Limited functions
fpoli opened this issue · 4 comments
How hard would it be to add limited non-heap-dependent functions to Silicon, e.g. with a command-line flag to specify the maximum instantiation depth to be used in the program? In Prusti we ended up axiomatizing limited functions on our own instead of using Viper functions, but that has various downsides (it adds some complexity to Prusti, other frontends cannot benefit from it...).
To give a concrete example, --instantiationDepth=2
should be enough to verify the following program. The default value can be --instantiationDepth=1
to make the change backward compatible.
function identity(x: Int): Int
requires x >= 0
ensures result >= 0
{
x == 0 ? 0 : 1 + identity(x - 1)
}
method test() {
assert identity(3) >= 2 // Currently, this does not verify in Silicon
assert identity(3) >= 1 // Ok
}
The limited functions axiomatization would also make it possible to have Dafny-like opaque functions in Viper, imagining that the instantiation depth can be configured per function and/or per call.
I'm open to the idea, but would like to understand a few things better. E.g.
- why the focus on heap-independent functions?
- is one depth for all sufficient, or wouldn't it be better to add one per function (via an annotation? AST meta data?), while we're at it?
- why is backend support necessary, i.e. why not address the issue why a Silver plugin?
One could also consider carrying the idea over to axioms (finite unrolling up to instantiationDepth
).
Regarding how hard it would be: I won't have time, but I assume it wouldn't take Marco too long to implement a first solution.
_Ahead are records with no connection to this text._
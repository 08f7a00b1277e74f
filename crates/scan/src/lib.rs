//! Scan verification domain: part multiset matcher and scan session state machine.
//!
//! Pure, synchronous logic. Order lookup and the dispatch commit happen in
//! `shipcheck-infra`; this crate only decides what a scan means.

pub mod matcher;
pub mod session;

pub use matcher::{evaluate, is_satisfied, MatchOutcome, Progress, RejectReason, ScannedCounts};
pub use session::{ScanSession, ScanState, ScanStep, SessionError};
With more substance, it could also be a PW project, I'd believe.
- why the focus on heap-independent functions?
Because we have a use case for it in Prusti. Limited heap-dependent functions sound interesting too, but we don't have a use case for it at the moment.
- is one depth for all sufficient, or wouldn't it be better to add one per function (via an annotation? AST meta data?), while we're at it?
One depth is the minimum that makes the feature usable. More flexibility would be better, sure, but if I were the one that implements it I would probably not do the extra work.
- why is backend support necessary, i.e. why not address the issue why a Silver plugin?
If it's possible yes, sure. I got the feeling that backend support is easier because it's about tweaking some axioms. Also, I wonder whether a plugin solution can be as efficient as the change to the axioms.
One could also consider carrying the idea over to axioms (finite unrolling up to instantiationDepth).
That's what I thought, yes. I'm not sure how to do it efficiently otherwise. In Prusti we generate those axioms, but they seem more appropriate as a Viper feature than as a Prusti feature.
Regarding how hard it would be: I won't have time, but I assume it wouldn't take Marco too long to implement a first solution. With more substance, it could also be a PW project, I'd believe.
If it's reasonably easy I can even consider doing it myself. For example, if working on the Rust generation of the axioms is more work than implementing the feature in Silicon directly.
I'm not yet convinced that hacking something into Silicon is the right way to go, if there is basically no argument for why it has a chance of performing better than a Silver plugin. If it's not the performance: I doubt that changing Silicon will be easier than writing a plugin.
In both cases, it seems that distinguishing between heap-dependent and heap-independent pure functions will likely just increase complexity. Targeting all pure functions seems more reasonable.
In any case: if you feel like it, just go ahead an implement the feature in a Silicon branch. If it turns out to be beneficial for Prusti (and if it's not messing up Silicon too much), I wouldn't mind merging it in.
Thanks! I never wrote a plugin; it's useful to know that it's not necessarily slower nor more complex than directly modifying Silicon.